In Re: Mary Margaret Cunningham et al v. J.P. Morgan Chase Bank et al
Filing
18
MINUTES (IN CHAMBERS): ORDER DISMISSING APPEAL by Judge John F. Walter: Appellant has failed to file an opening brief. (SEE ATTACHMENT FOR FURTHER DETAILS). Accordingly, the instant bankruptcy appeal is DISMISSED under Federal Rule of CivilProcedure 41(b) for failure to prosecute.

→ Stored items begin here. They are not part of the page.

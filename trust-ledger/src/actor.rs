//! Actor ownership of the ledger
//!
//! One task owns the [`Ledger`]; everything else talks to it through a
//! cloneable [`LedgerHandle`]. Requests are served strictly in arrival
//! order and each runs to completion, so the ledger keeps a single logical
//! thread of control no matter how many handles exist.
//!
//! ```text
//! ┌──────────────────────────────┐
//! │   Application state          │
//! │   (accept / complete / mine) │
//! └──────────────┬───────────────┘
//!                │ LedgerHandle (Clone)
//!                │ mpsc::channel (bounded)
//!                ▼
//! ┌──────────────────────────────┐
//! │   LedgerActor (single task)  │
//! │   owns Ledger { chain,       │
//! │                 mempool }    │
//! └──────────────────────────────┘
//! ```

use crate::types::{Address, Block, Transaction};
use crate::{Chain, Error, Ledger, Result};
use tokio::sync::{mpsc, oneshot};

/// Message sent to the ledger actor
#[derive(Debug)]
pub enum LedgerMessage {
    /// Submit a transaction to the mempool
    AddTransaction {
        /// Transaction to queue
        transaction: Transaction,
        /// Reply channel
        response: oneshot::Sender<Result<()>>,
    },

    /// Mine the mempool into a block
    MinePending {
        /// Address recorded as miner
        reward_address: Address,
        /// Reply channel
        response: oneshot::Sender<Result<Block>>,
    },

    /// Verify chain integrity
    IsChainValid {
        /// Reply channel
        response: oneshot::Sender<bool>,
    },

    /// Balance of an address
    BalanceOf {
        /// Address to total
        address: Address,
        /// Reply channel
        response: oneshot::Sender<i64>,
    },

    /// Mined transactions of an address
    History {
        /// Address to look up
        address: Address,
        /// Reply channel
        response: oneshot::Sender<Vec<Transaction>>,
    },

    /// Snapshot of the mempool
    PendingTransactions {
        /// Reply channel
        response: oneshot::Sender<Vec<Transaction>>,
    },

    /// Snapshot of the chain
    ChainSnapshot {
        /// Reply channel
        response: oneshot::Sender<Chain>,
    },

    /// Shutdown actor
    Shutdown,
}

/// Actor that owns the ledger
#[derive(Debug)]
pub struct LedgerActor {
    /// The ledger
    ledger: Ledger,

    /// Mailbox for incoming messages
    mailbox: mpsc::Receiver<LedgerMessage>,
}

impl LedgerActor {
    /// Create new actor
    pub fn new(ledger: Ledger, mailbox: mpsc::Receiver<LedgerMessage>) -> Self {
        Self { ledger, mailbox }
    }

    /// Run the actor event loop until shutdown or all handles drop
    pub async fn run(mut self) {
        while let Some(msg) = self.mailbox.recv().await {
            if let LedgerMessage::Shutdown = msg {
                tracing::info!(
                    chain_len = self.ledger.chain().len(),
                    pending = self.ledger.pending_transactions().len(),
                    "Ledger actor shutting down"
                );
                break;
            }
            self.handle_message(msg);
        }
    }

    /// Handle a single message
    fn handle_message(&mut self, msg: LedgerMessage) {
        match msg {
            LedgerMessage::AddTransaction {
                transaction,
                response,
            } => {
                let result = self.ledger.add_transaction(transaction);
                let _ = response.send(result);
            }

            LedgerMessage::MinePending {
                reward_address,
                response,
            } => {
                let result = self.ledger.mine_pending_transactions(&reward_address);
                let _ = response.send(result);
            }

            LedgerMessage::IsChainValid { response } => {
                let _ = response.send(self.ledger.is_chain_valid());
            }

            LedgerMessage::BalanceOf { address, response } => {
                let _ = response.send(self.ledger.balance_of(&address));
            }

            LedgerMessage::History { address, response } => {
                let _ = response.send(self.ledger.history(&address));
            }

            LedgerMessage::PendingTransactions { response } => {
                let _ = response.send(self.ledger.pending_transactions().to_vec());
            }

            LedgerMessage::ChainSnapshot { response } => {
                let _ = response.send(self.ledger.chain().clone());
            }

            LedgerMessage::Shutdown => {
                // Handled in run loop
            }
        }
    }
}

/// Handle for sending messages to the actor
#[derive(Clone, Debug)]
pub struct LedgerHandle {
    sender: mpsc::Sender<LedgerMessage>,
}

impl LedgerHandle {
    /// Create new handle
    pub fn new(sender: mpsc::Sender<LedgerMessage>) -> Self {
        Self { sender }
    }

    /// Send a request and wait for its reply
    async fn request<T>(
        &self,
        build: impl FnOnce(oneshot::Sender<T>) -> LedgerMessage,
    ) -> Result<T> {
        let (tx, rx) = oneshot::channel();
        self.sender
            .send(build(tx))
            .await
            .map_err(|_| Error::Concurrency("Actor mailbox closed".to_string()))?;

        rx.await
            .map_err(|_| Error::Concurrency("Response channel closed".to_string()))
    }

    /// Submit a transaction
    pub async fn add_transaction(&self, transaction: Transaction) -> Result<()> {
        self.request(|response| LedgerMessage::AddTransaction {
            transaction,
            response,
        })
        .await?
    }

    /// Mine pending transactions
    pub async fn mine_pending_transactions(&self, reward_address: Address) -> Result<Block> {
        self.request(|response| LedgerMessage::MinePending {
            reward_address,
            response,
        })
        .await?
    }

    /// Verify chain integrity
    pub async fn is_chain_valid(&self) -> Result<bool> {
        self.request(|response| LedgerMessage::IsChainValid { response })
            .await
    }

    /// Balance of an address
    pub async fn balance_of(&self, address: Address) -> Result<i64> {
        self.request(|response| LedgerMessage::BalanceOf { address, response })
            .await
    }

    /// Mined transactions of an address
    pub async fn history(&self, address: Address) -> Result<Vec<Transaction>> {
        self.request(|response| LedgerMessage::History { address, response })
            .await
    }

    /// Snapshot of the mempool
    pub async fn pending_transactions(&self) -> Result<Vec<Transaction>> {
        self.request(|response| LedgerMessage::PendingTransactions { response })
            .await
    }

    /// Snapshot of the chain
    pub async fn chain(&self) -> Result<Chain> {
        self.request(|response| LedgerMessage::ChainSnapshot { response })
            .await
    }

    /// Shutdown actor
    pub async fn shutdown(&self) -> Result<()> {
        self.sender
            .send(LedgerMessage::Shutdown)
            .await
            .map_err(|_| Error::Concurrency("Actor mailbox closed".to_string()))?;
        Ok(())
    }
}

/// Spawn the ledger actor
///
/// Must be called from within a Tokio runtime.
pub fn spawn_ledger_actor(ledger: Ledger) -> LedgerHandle {
    let (tx, rx) = mpsc::channel(ledger.config().mailbox_capacity); // Bounded channel for backpressure
    let actor = LedgerActor::new(ledger, rx);

    tokio::spawn(async move {
        actor.run().await;
    });

    LedgerHandle::new(tx)
}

The Clerk shall close the file and terminate any pending matters. (Made JS-6. Case Terminated.) (jp)
JS-6
UNITED STATES DISTRICT COURT
CENTRAL DISTRICT OF CALIFORNIA
CIVIL MINUTES -- GENERAL
Case No.
SA CV 14-652-JFW
Title:
In Re: Mary Margaret Cunningham
Reynaldo Marques, et al. -v- JP Morgan Chase Bank, et al.
Date: August 20, 2014
PRESENT:
HONORABLE JOHN F. WALTER, UNITED STATES DISTRICT JUDGE
Shannon Reilly
Courtroom Deputy
None Present
Court Reporter
ATTORNEYS PRESENT FOR PLAINTIFFS:
None
PROCEEDINGS (IN CHAMBERS):
ATTORNEYS PRESENT FOR DEFENDANTS:
None
ORDER DISMISSING APPEAL
Appellant filed her bankruptcy appeal on April 24, 2014. The Court established a briefing
schedule whereby Appellant’s opening brief was due on June 26, 2014, which was continued until
August 11, 2014 after Appellant requested an extension of time. Appellant has failed to file an
opening brief.
Federal Rule of Civil Procedure 41(b) authorizes the Court to dismiss an action where
plaintiff has failed to comply with the Federal Rules of Civil Procedure or any order of the court.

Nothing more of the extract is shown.